AIM OF THE TASK> Every line from the one bearing "pub fn store(&self, path: &str, text: &str)" through the last line of the entries should be printed exactly, with no other output.

═══ RECORDS PROVIDED

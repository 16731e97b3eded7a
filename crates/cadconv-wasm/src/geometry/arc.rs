//! Arc reconstruction from the representations CAD vendors store.
//!
//! Two entry points resolve an [`ArcParameters`]:
//!
//! - [`arc_from_endpoints_and_sweep`] for "bulge" style formats that keep the
//!   two endpoints and a signed sweep angle;
//! - [`arc_from_center_and_offsets`] for photoplotter I/J offsets in single-
//!   or multi-quadrant mode.
//!
//! Everything here is pure. Centres are rounded to whole nanometres when the
//! [`ArcParameters`] is built; radius and angles stay unrounded.

use log::trace;

use crate::error::GeometryError;

use super::types::{ArcDirection, ArcParameters, BoundingBox, Point};

const FULL_TURN_DEG: f64 = 360.0;
const HALF_TURN_DEG: f64 = 180.0;
const QUARTER_TURN_DEG: f64 = 90.0;
/// Beyond this magnitude the angle is pre-reduced so the adjustment loop stays short.
const LARGE_ANGLE_DEG: f64 = FULL_TURN_DEG * 64.0;
const COSINE_DENOMINATOR_EPSILON: f64 = 1e-12;
const RADIUS_MISMATCH_RELATIVE: f64 = 1e-3;
const RADIUS_MISMATCH_FLOOR_NM: f64 = 2_540.0;
const SINGLE_QUADRANT_MAX_SWEEP_DEG: f64 = 90.5;

/// Default tessellation count for arcs inside polygon outlines.
pub const DEFAULT_ARC_SEGMENTS: u32 = 15;

/// Resolve the arc of signed sweep `sweep_deg` running from `p1` to `p2`.
///
/// Positive sweeps run counter-clockwise. The radius comes from the law of
/// cosines on the chord; the centre sits on the perpendicular bisector at the
/// Pythagorean offset, on the side picked by the sign of the chord × offset
/// cross product. Sweeps larger than a half turn put the centre on the other
/// side, so the cross-product choice is inverted for them.
///
/// # Errors
///
/// - [`GeometryError::DegenerateChord`] when `p1 == p2`.
/// - [`GeometryError::ImaginaryRadius`] when the sweep is (close to) a
///   multiple of a full turn, leaving no finite radius.
/// - [`GeometryError::NonFiniteSweep`] for NaN or infinite sweeps.
pub fn arc_from_endpoints_and_sweep(
    p1: Point,
    p2: Point,
    sweep_deg: f64,
) -> Result<ArcParameters, GeometryError> {
    if !sweep_deg.is_finite() {
        return Err(GeometryError::NonFiniteSweep);
    }
    if p1 == p2 {
        return Err(GeometryError::DegenerateChord);
    }

    let sweep = normalize_angle_deg(sweep_deg);
    let (ax, ay) = p1.to_f64();
    let (bx, by) = p2.to_f64();
    let dx = bx - ax;
    let dy = by - ay;
    let chord_len_sq = dx.mul_add(dx, dy * dy);
    let chord_len = chord_len_sq.sqrt();

    let theta = sweep.abs().to_radians();
    let denominator = 2.0f64.mul_add(-theta.cos(), 2.0);
    if denominator <= COSINE_DENOMINATOR_EPSILON {
        return Err(GeometryError::ImaginaryRadius);
    }

    let radius = (chord_len_sq / denominator).sqrt();
    let half_chord = chord_len / 2.0;
    let offset_distance = radius.mul_add(radius, -(half_chord * half_chord)).max(0.0).sqrt();

    // Candidate offset: the chord direction turned a quarter clockwise.
    let offset_x = offset_distance * dy / chord_len;
    let offset_y = -offset_distance * dx / chord_len;
    let mid_x = (ax + bx) / 2.0;
    let mid_y = (ay + by) / 2.0;

    let cross = dx.mul_add(offset_y, -(dy * offset_x));
    let mut take_candidate = (cross > 0.0) == (sweep > 0.0);
    if sweep.abs() > HALF_TURN_DEG {
        take_candidate = !take_candidate;
    }

    let (cx, cy) = if take_candidate {
        (mid_x + offset_x, mid_y + offset_y)
    } else {
        (mid_x - offset_x, mid_y - offset_y)
    };

    let start_angle = (ay - cy).atan2(ax - cx).to_degrees();
    trace!("arc through {p1:?} and {p2:?}: centre ({cx}, {cy}), radius {radius}, sweep {sweep}");
    ArcParameters::new(Point::from_f64(cx, cy), radius, start_angle, sweep)
}

/// Resolve a photoplotter arc from the current point, target point and I/J
/// centre offsets (all in nanometres).
///
/// In multi-quadrant mode the offsets are signed and the centre is simply
/// `current + (i, j)`; identical start and end points describe a full circle.
/// In single-quadrant mode the offsets are unsigned and the four sign
/// combinations are tried; the candidate whose start and end radii agree and
/// whose sweep in `direction` stays within a quadrant wins.
///
/// # Errors
///
/// - [`GeometryError::ZeroRadius`] when the multi-quadrant centre coincides
///   with the start point.
/// - [`GeometryError::AmbiguousQuadrant`] when no single-quadrant candidate
///   is consistent with the endpoints.
pub fn arc_from_center_and_offsets(
    current: Point,
    target: Point,
    i: f64,
    j: f64,
    multi_quadrant: bool,
    direction: ArcDirection,
) -> Result<ArcParameters, GeometryError> {
    if !i.is_finite() || !j.is_finite() {
        return Err(GeometryError::NonFiniteSweep);
    }

    if multi_quadrant {
        return resolve_multi_quadrant(current, target, i, j, direction);
    }

    resolve_single_quadrant(current, target, i.abs(), j.abs(), direction)
}

fn resolve_multi_quadrant(
    current: Point,
    target: Point,
    i: f64,
    j: f64,
    direction: ArcDirection,
) -> Result<ArcParameters, GeometryError> {
    let (sx, sy) = current.to_f64();
    let center = (sx + i, sy + j);
    let start_radius = distance((sx, sy), center);
    if start_radius <= f64::EPSILON {
        return Err(GeometryError::ZeroRadius);
    }

    let start_angle = (sy - center.1).atan2(sx - center.0).to_degrees();
    if current == target {
        let sweep = match direction {
            ArcDirection::Clockwise => -FULL_TURN_DEG,
            ArcDirection::CounterClockwise => FULL_TURN_DEG,
        };
        return ArcParameters::new(
            Point::from_f64(center.0, center.1),
            start_radius,
            start_angle,
            sweep,
        );
    }

    let end = target.to_f64();
    let end_radius = distance(end, center);
    let radius = resolve_radius(start_radius, end_radius);
    let end_angle = (end.1 - center.1).atan2(end.0 - center.0).to_degrees();
    let sweep = compute_sweep(start_angle, end_angle, direction);

    ArcParameters::new(Point::from_f64(center.0, center.1), radius, start_angle, sweep)
}

fn resolve_single_quadrant(
    current: Point,
    target: Point,
    i: f64,
    j: f64,
    direction: ArcDirection,
) -> Result<ArcParameters, GeometryError> {
    let start = current.to_f64();
    let end = target.to_f64();

    // Axis-aligned offsets (i or j zero) collapse pairs of candidates.
    let candidates = [(i, j), (-i, j), (i, -j), (-i, -j)];

    let mut best: Option<(f64, ArcParameters)> = None;
    for (ci, cj) in candidates {
        let center = (start.0 + ci, start.1 + cj);
        let start_radius = distance(start, center);
        if start_radius <= f64::EPSILON {
            continue;
        }

        let end_radius = distance(end, center);
        let mismatch = (start_radius - end_radius).abs();
        if mismatch > radius_tolerance(start_radius) {
            continue;
        }

        let start_angle = (start.1 - center.1).atan2(start.0 - center.0).to_degrees();
        let end_angle = (end.1 - center.1).atan2(end.0 - center.0).to_degrees();
        let sweep = compute_sweep(start_angle, end_angle, direction);
        if sweep.abs() > SINGLE_QUADRANT_MAX_SWEEP_DEG {
            continue;
        }

        let is_better = best.as_ref().map_or(true, |(score, _)| mismatch < *score);
        if is_better {
            let arc = ArcParameters::new(
                Point::from_f64(center.0, center.1),
                (start_radius + end_radius) / 2.0,
                start_angle,
                sweep,
            )?;
            best = Some((mismatch, arc));
        }
    }

    best.map(|(_, arc)| arc)
        .ok_or(GeometryError::AmbiguousQuadrant)
}

/// Reduce an angle into `(-360, 360]` by whole-turn adjustments.
///
/// Positive multiples of a full turn map to `360`, negative ones to `0`, the
/// sign of any partial turn is kept. Non-finite input is returned unchanged.
pub fn normalize_angle_deg(a: f64) -> f64 {
    if !a.is_finite() {
        return a;
    }

    let mut angle = a;
    if angle.abs() > LARGE_ANGLE_DEG {
        let remainder = angle % FULL_TURN_DEG;
        angle = if remainder == 0.0 && angle > 0.0 {
            FULL_TURN_DEG
        } else {
            remainder
        };
    }

    while angle > FULL_TURN_DEG {
        angle -= FULL_TURN_DEG;
    }
    while angle <= -FULL_TURN_DEG {
        angle += FULL_TURN_DEG;
    }
    angle
}

/// Tessellate an arc into `segment_count + 1` points running from its start
/// point to its end point.
///
/// Points are generated with a positive sweep; when the stored sweep is
/// negative they are generated from the end point and the order is reversed,
/// so a chain of arcs keeps the winding of the outline it belongs to.
pub fn polygon_as_line_segments(arc: ArcParameters, segment_count: u32) -> Vec<Point> {
    let segments = segment_count.max(1);
    let delta = arc.delta_angle_deg();
    let reverse = delta < 0.0;
    let (first_angle, sweep) = if reverse {
        (arc.start_angle_deg() + delta, -delta)
    } else {
        (arc.start_angle_deg(), delta)
    };

    let mut points: Vec<Point> = (0..=segments)
        .map(|step| {
            let t = f64::from(step) / f64::from(segments);
            arc.point_at(sweep.mul_add(t, first_angle))
        })
        .collect();

    if reverse {
        points.reverse();
    }
    points
}

impl ArcParameters {
    /// Exact extents of the arc stroked with `half_width`: both endpoints plus
    /// every axis crossing inside the sweep.
    pub fn bounding_box(&self, half_width: i64) -> BoundingBox {
        let mut bounds = BoundingBox::new();
        bounds.update_with_margin(self.start_point(), half_width);
        bounds.update_with_margin(self.end_point(), half_width);

        let delta = self.delta_angle_deg();
        let (low, high) = if delta < 0.0 {
            (self.start_angle_deg() + delta, self.start_angle_deg())
        } else {
            (self.start_angle_deg(), self.start_angle_deg() + delta)
        };

        // Walk the quarter-turn axis angles inside the swept range. A sweep
        // crosses at most four axes, so the walk is bounded whatever the
        // start angle.
        let span = (high - low).min(FULL_TURN_DEG);
        let low = low.rem_euclid(FULL_TURN_DEG);
        let first_axis = (low / QUARTER_TURN_DEG).ceil();
        for step in 0..5_u8 {
            let axis = (first_axis + f64::from(step)) * QUARTER_TURN_DEG;
            if axis > low + span {
                break;
            }
            bounds.update_with_margin(self.point_at(axis), half_width);
        }

        bounds
    }
}

fn resolve_radius(start_radius: f64, end_radius: f64) -> f64 {
    if (start_radius - end_radius).abs() > radius_tolerance(start_radius) {
        trace!("arc radii mismatch ({start_radius} vs {end_radius}); using average radius");
        return (start_radius + end_radius) / 2.0;
    }

    start_radius
}

fn radius_tolerance(radius: f64) -> f64 {
    (radius * RADIUS_MISMATCH_RELATIVE).max(RADIUS_MISMATCH_FLOOR_NM)
}

fn compute_sweep(start_angle: f64, end_angle: f64, direction: ArcDirection) -> f64 {
    let delta = end_angle - start_angle;
    match direction {
        ArcDirection::Clockwise => {
            if delta >= 0.0 {
                delta - FULL_TURN_DEG
            } else {
                delta
            }
        }
        ArcDirection::CounterClockwise => {
            if delta <= 0.0 {
                delta + FULL_TURN_DEG
            } else {
                delta
            }
        }
    }
}

fn distance(a: (f64, f64), b: (f64, f64)) -> f64 {
    let dx = a.0 - b.0;
    let dy = a.1 - b.1;
    dx.hypot(dy)
}
//! Aperture shapes and the per-job aperture table.
//!
//! Dimensions are integral nanometres, converted with the units active when
//! the `AD` directive was read.

use std::collections::HashMap;

use log::debug;
use serde::Serialize;

use super::types::{round_nm, Point};

/// Identifier of the built-in fallback aperture.
pub const DEFAULT_APERTURE_ID: u32 = 10;

/// Diameter of the built-in fallback aperture: a 0.025" circle.
pub const DEFAULT_APERTURE_DIAMETER_NM: i64 = 635_000;

/// Shape of a standard aperture.
#[derive(Debug, Clone, Copy, PartialEq, Serialize)]
#[serde(tag = "kind", rename_all = "snake_case")]
pub enum ApertureShape {
    /// `C` aperture.
    Circle {
        /// Outer diameter.
        diameter: i64,
    },
    /// `R` aperture.
    Rectangle {
        /// Size along X.
        width: i64,
        /// Size along Y.
        height: i64,
    },
    /// `O` aperture: a rectangle with fully rounded short ends.
    Oval {
        /// Size along X.
        width: i64,
        /// Size along Y.
        height: i64,
    },
    /// `P` aperture.
    RegularPolygon {
        /// Diameter of the circumscribed circle.
        outer_diameter: i64,
        /// Number of vertices (3 to 12 in well-formed input).
        vertex_count: u32,
        /// Rotation of the first vertex, degrees counter-clockwise.
        rotation_deg: f64,
        /// Diameter of a round hole, zero when absent.
        hole_diameter: i64,
    },
}

/// How a stroke drawn with an aperture ends.
#[derive(Debug, Clone, Copy, PartialEq, Eq, Serialize)]
#[serde(rename_all = "snake_case")]
pub enum LineCap {
    /// Round ends (circle, oval and polygon apertures).
    Round,
    /// Square ends (rectangle apertures).
    Square,
}

impl ApertureShape {
    /// The built-in fallback shape.
    pub const DEFAULT: Self = Self::Circle {
        diameter: DEFAULT_APERTURE_DIAMETER_NM,
    };

    /// Width of a stroke drawn with this aperture.
    pub fn stroke_width(&self) -> i64 {
        match *self {
            Self::Circle { diameter } => diameter,
            Self::Rectangle { width, height } | Self::Oval { width, height } => {
                width.min(height)
            }
            Self::RegularPolygon { outer_diameter, .. } => outer_diameter,
        }
    }

    /// Line cap used when stroking with this aperture.
    pub const fn line_cap(&self) -> LineCap {
        match self {
            Self::Rectangle { .. } => LineCap::Square,
            Self::Circle { .. } | Self::Oval { .. } | Self::RegularPolygon { .. } => {
                LineCap::Round
            }
        }
    }

    /// Half extents `(dx, dy)` of a flash of this aperture.
    pub fn half_extents(&self) -> (i64, i64) {
        match *self {
            Self::Circle { diameter } => (diameter / 2, diameter / 2),
            Self::Rectangle { width, height } | Self::Oval { width, height } => {
                (width / 2, height / 2)
            }
            Self::RegularPolygon { outer_diameter, .. } => (outer_diameter / 2, outer_diameter / 2),
        }
    }

    /// Vertices of a regular polygon aperture flashed at `center`, or `None`
    /// for the other shapes.
    pub fn polygon_vertices(&self, center: Point) -> Option<Vec<Point>> {
        let Self::RegularPolygon {
            outer_diameter,
            vertex_count,
            rotation_deg,
            ..
        } = *self
        else {
            return None;
        };

        let sides = vertex_count.max(3);
        #[allow(clippy::cast_precision_loss)]
        let radius = outer_diameter as f64 / 2.0;
        let (cx, cy) = center.to_f64();
        let vertices = (0..sides)
            .map(|index| {
                let angle =
                    (360.0f64.mul_add(f64::from(index) / f64::from(sides), rotation_deg)).to_radians();
                Point::new(
                    round_nm(radius.mul_add(angle.cos(), cx)),
                    round_nm(radius.mul_add(angle.sin(), cy)),
                )
            })
            .collect();
        Some(vertices)
    }

    /// The shape mirrored about the Y axis.
    #[must_use]
    pub fn mirrored_y_axis(self) -> Self {
        match self {
            Self::RegularPolygon {
                outer_diameter,
                vertex_count,
                rotation_deg,
                hole_diameter,
            } => Self::RegularPolygon {
                outer_diameter,
                vertex_count,
                rotation_deg: 180.0 - rotation_deg,
                hole_diameter,
            },
            other => other,
        }
    }
}

/// An aperture captured by value at the time an event is emitted.
#[derive(Debug, Clone, Copy, PartialEq, Serialize)]
pub struct Aperture {
    /// D-code the aperture was selected with.
    pub id: u32,
    /// Shape at the time of selection.
    pub shape: ApertureShape,
}

/// Apertures defined by `AD` directives during one conversion job.
///
/// Entries are never removed. Lookups of id 0 or any undefined id fall back
/// to [`ApertureShape::DEFAULT`].
#[derive(Debug, Clone, Default)]
pub struct ApertureTable {
    entries: HashMap<u32, ApertureShape>,
}

impl ApertureTable {
    /// Creates an empty table.
    pub fn new() -> Self {
        Self::default()
    }

    /// Inserts or replaces the shape for `id`.
    pub fn define(&mut self, id: u32, shape: ApertureShape) {
        if let Some(previous) = self.entries.insert(id, shape) {
            debug!("aperture D{id} redefined: {previous:?} -> {shape:?}");
        } else {
            debug!("aperture D{id} defined: {shape:?}");
        }
    }

    /// Shape for `id`, or the built-in default.
    pub fn lookup(&self, id: u32) -> ApertureShape {
        if id == 0 {
            return ApertureShape::DEFAULT;
        }
        self.entries
            .get(&id)
            .copied()
            .unwrap_or(ApertureShape::DEFAULT)
    }

    /// The aperture for `id` captured by value.
    pub fn capture(&self, id: u32) -> Aperture {
        Aperture {
            id,
            shape: self.lookup(id),
        }
    }

    /// Number of user-defined apertures.
    pub fn len(&self) -> usize {
        self.entries.len()
    }

    /// Returns `true` when nothing has been defined.
    pub fn is_empty(&self) -> bool {
        self.entries.is_empty()
    }
}

#[cfg(test)]
#[allow(clippy::indexing_slicing)]
mod tests {
    use rstest::rstest;

    use super::*;

    #[rstest]
    #[case(0)]
    #[case(10)]
    #[case(11)]
    #[case(999)]
    fn ut_apr_001_undefined_ids_fall_back_to_default_circle(#[case] id: u32) {
        let table = ApertureTable::new();
        assert_eq!(
            table.lookup(id),
            ApertureShape::Circle {
                diameter: 635_000
            }
        );
    }

    #[test]
    fn ut_apr_002_define_overwrites_and_lookup_returns_latest() {
        let mut table = ApertureTable::new();
        table.define(
            12,
            ApertureShape::Rectangle {
                width: 1,
                height: 2,
            },
        );
        table.define(12, ApertureShape::Circle { diameter: 7 });
        assert_eq!(table.lookup(12), ApertureShape::Circle { diameter: 7 });
        assert_eq!(table.len(), 1);
    }

    #[test]
    fn ut_apr_003_id_zero_ignores_definitions() {
        let mut table = ApertureTable::new();
        table.define(0, ApertureShape::Circle { diameter: 5 });
        assert_eq!(table.lookup(0), ApertureShape::DEFAULT);
    }

    #[test]
    fn ut_apr_004_default_id_can_be_redefined() {
        let mut table = ApertureTable::new();
        table.define(10, ApertureShape::Circle { diameter: 254_000 });
        assert_eq!(table.lookup(10), ApertureShape::Circle { diameter: 254_000 });
    }

    #[test]
    fn ut_apr_005_captured_aperture_is_independent_of_later_redefinition() {
        let mut table = ApertureTable::new();
        table.define(11, ApertureShape::Circle { diameter: 100 });
        let captured = table.capture(11);
        table.define(11, ApertureShape::Circle { diameter: 900 });
        assert_eq!(captured.shape, ApertureShape::Circle { diameter: 100 });
    }

    #[test]
    fn ut_apr_006_stroke_width_and_cap_follow_shape() {
        let rect = ApertureShape::Rectangle {
            width: 300,
            height: 200,
        };
        assert_eq!(rect.stroke_width(), 200);
        assert_eq!(rect.line_cap(), LineCap::Square);

        let oval = ApertureShape::Oval {
            width: 100,
            height: 400,
        };
        assert_eq!(oval.stroke_width(), 100);
        assert_eq!(oval.line_cap(), LineCap::Round);
        assert_eq!(oval.half_extents(), (50, 200));
    }

    #[test]
    fn ut_apr_007_polygon_vertices_start_at_rotation() {
        let hexagon = ApertureShape::RegularPolygon {
            outer_diameter: 2_000_000,
            vertex_count: 6,
            rotation_deg: 0.0,
            hole_diameter: 0,
        };
        let vertices = hexagon.polygon_vertices(Point::new(10, 20));
        assert!(vertices.is_some());
        if let Some(vertices) = vertices {
            assert_eq!(vertices.len(), 6);
            assert_eq!(vertices[0], Point::new(1_000_010, 20));
            assert_eq!(vertices[3], Point::new(-999_990, 20));
        }
        assert!(ApertureShape::DEFAULT.polygon_vertices(Point::ORIGIN).is_none());
    }
}
//! Named text attributes backed by typed accessors.
//!
//! An [`AttributeRegistry`] holds [`AttributeGroup`]s; each group holds
//! [`Attribute`]s addressed as `group/name`.  A show accessor renders a
//! typed value as decimal text plus a newline into a fixed-size
//! [`ShowBuf`]; a store accessor receives the raw text and validates it.
//!
//! The registry knows nothing about where requests come from, so the same
//! groups can sit behind a console, a socket, or a virtual filesystem.

pub mod bindings;
pub mod parse;

use core::fmt::{self, Write as _};

use crate::error::{AttrError, ValidationError};

/// Capacity of a rendered attribute value.
pub const SHOW_BUF_LEN: usize = 32;

/// Rendered attribute text.
pub type ShowBuf = heapless::String<SHOW_BUF_LEN>;

type ShowFn = Box<dyn Fn(&mut ShowBuf) -> fmt::Result + Send + Sync>;
type StoreFn = Box<dyn Fn(&str) -> Result<(), ValidationError> + Send + Sync>;

#[derive(Debug, Clone, Copy, PartialEq, Eq)]
pub enum AttrMode {
    ReadOnly,
    ReadWrite,
}

impl AttrMode {
    /// Octal permission bits a sysfs-style frontend would expose.
    pub const fn permissions(self) -> u16 {
        match self {
            Self::ReadOnly => 0o444,
            Self::ReadWrite => 0o644,
        }
    }
}

pub struct Attribute {
    name: &'static str,
    show: ShowFn,
    store: Option<StoreFn>,
}

impl Attribute {
    /// Attribute whose value is produced by `get` and rendered with
    /// `Display`.
    pub fn read_only<T, F>(name: &'static str, get: F) -> Self
    where
        T: fmt::Display,
        F: Fn() -> T + Send + Sync + 'static,
    {
        Self {
            name,
            show: Box::new(move |buf: &mut ShowBuf| writeln!(buf, "{}", get())),
            store: None,
        }
    }

    /// Read-only attribute plus a store accessor that receives raw text.
    pub fn read_write<T, F, S>(name: &'static str, get: F, set: S) -> Self
    where
        T: fmt::Display,
        F: Fn() -> T + Send + Sync + 'static,
        S: Fn(&str) -> Result<(), ValidationError> + Send + Sync + 'static,
    {
        Self {
            store: Some(Box::new(set) as StoreFn),
            ..Self::read_only(name, get)
        }
    }

    pub fn name(&self) -> &'static str {
        self.name
    }

    pub fn mode(&self) -> AttrMode {
        if self.store.is_some() {
            AttrMode::ReadWrite
        } else {
            AttrMode::ReadOnly
        }
    }

    pub fn show(&self) -> Result<ShowBuf, AttrError> {
        let mut buf = ShowBuf::new();
        (self.show)(&mut buf).map_err(|_| AttrError::Overflow)?;
        Ok(buf)
    }

    /// Returns the number of bytes consumed (the whole input) on success.
    pub fn store(&self, text: &str) -> Result<usize, AttrError> {
        let store = self.store.as_ref().ok_or(AttrError::ReadOnly)?;
        store(text)?;
        Ok(text.len())
    }
}

impl fmt::Debug for Attribute {
    fn fmt(&self, f: &mut fmt::Formatter<'_>) -> fmt::Result {
        f.debug_struct("Attribute")
            .field("name", &self.name)
            .field("mode", &self.mode())
            .finish()
    }
}

#[derive(Debug)]
pub struct AttributeGroup {
    name: &'static str,
    attrs: Vec<Attribute>,
}

impl AttributeGroup {
    pub fn new(name: &'static str) -> Self {
        Self {
            name,
            attrs: Vec::new(),
        }
    }

    #[must_use]
    pub fn with(mut self, attr: Attribute) -> Self {
        self.attrs.push(attr);
        self
    }

    pub fn name(&self) -> &'static str {
        self.name
    }

    pub fn attributes(&self) -> &[Attribute] {
        &self.attrs
    }

    pub fn get(&self, name: &str) -> Option<&Attribute> {
        self.attrs.iter().find(|a| a.name == name)
    }
}

/// Listing entry returned by [`AttributeRegistry::entries`].
#[derive(Debug, Clone, PartialEq, Eq)]
pub struct AttrEntry {
    pub path: String,
    pub mode: AttrMode,
}

#[derive(Debug, Default)]
pub struct AttributeRegistry {
    groups: Vec<AttributeGroup>,
}

impl AttributeRegistry {
    pub fn new() -> Self {
        Self::default()
    }

    pub fn create_group(&mut self, group: AttributeGroup) -> Result<(), AttrError> {
        if self.groups.iter().any(|g| g.name == group.name) {
            return Err(AttrError::GroupExists(group.name));
        }
        self.groups.push(group);
        Ok(())
    }

    /// Returns `true` if a group was removed.
    pub fn remove_group(&mut self, name: &str) -> bool {
        let before = self.groups.len();
        self.groups.retain(|g| g.name != name);
        self.groups.len() != before
    }

    pub fn has_group(&self, name: &str) -> bool {
        self.groups.iter().any(|g| g.name == name)
    }

    pub fn lookup(&self, path: &str) -> Option<&Attribute> {
        let (group, attr) = path.trim_matches('/').split_once('/')?;
        self.groups.iter().find(|g| g.name == group)?.get(attr)
    }

    pub fn show(&self, path: &str) -> Result<ShowBuf, AttrError> {
        self.lookup(path).ok_or(AttrError::NotFound)?.show()
    }

    pub fn store(&self, path: &str, text: &str) -> Result<usize, AttrError> {
        self.lookup(path).ok_or(AttrError::NotFound)?.store(text)
    }

    /// Every registered attribute, in registration order.
    pub fn entries(&self) -> Vec<AttrEntry> {
        self.groups
            .iter()
            .flat_map(|g| {
                g.attrs.iter().map(move |a| AttrEntry {
                    path: format!("{}/{}", g.name, a.name),
                    mode: a.mode(),
                })
            })
            .collect()
    }
}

══════

TASK RESPONSE>
    pub fn store(&self, path: &str, text: &str) -> Result<usize, AttrError> {
        self.lookup(path).ok_or(AttrError::NotFound)?.store(text)
    }

    /// Every registered attribute, in registration order.
    pub fn entries(&self) -> Vec<AttrEntry> {
        self.groups
            .iter()
            .flat_map(|g| {
                g.attrs.iter().map(move |a| AttrEntry {
                    path: format!("{}/{}", g.name, a.name),
                    mode: a.mode(),
                })
            })
            .collect()
    }
}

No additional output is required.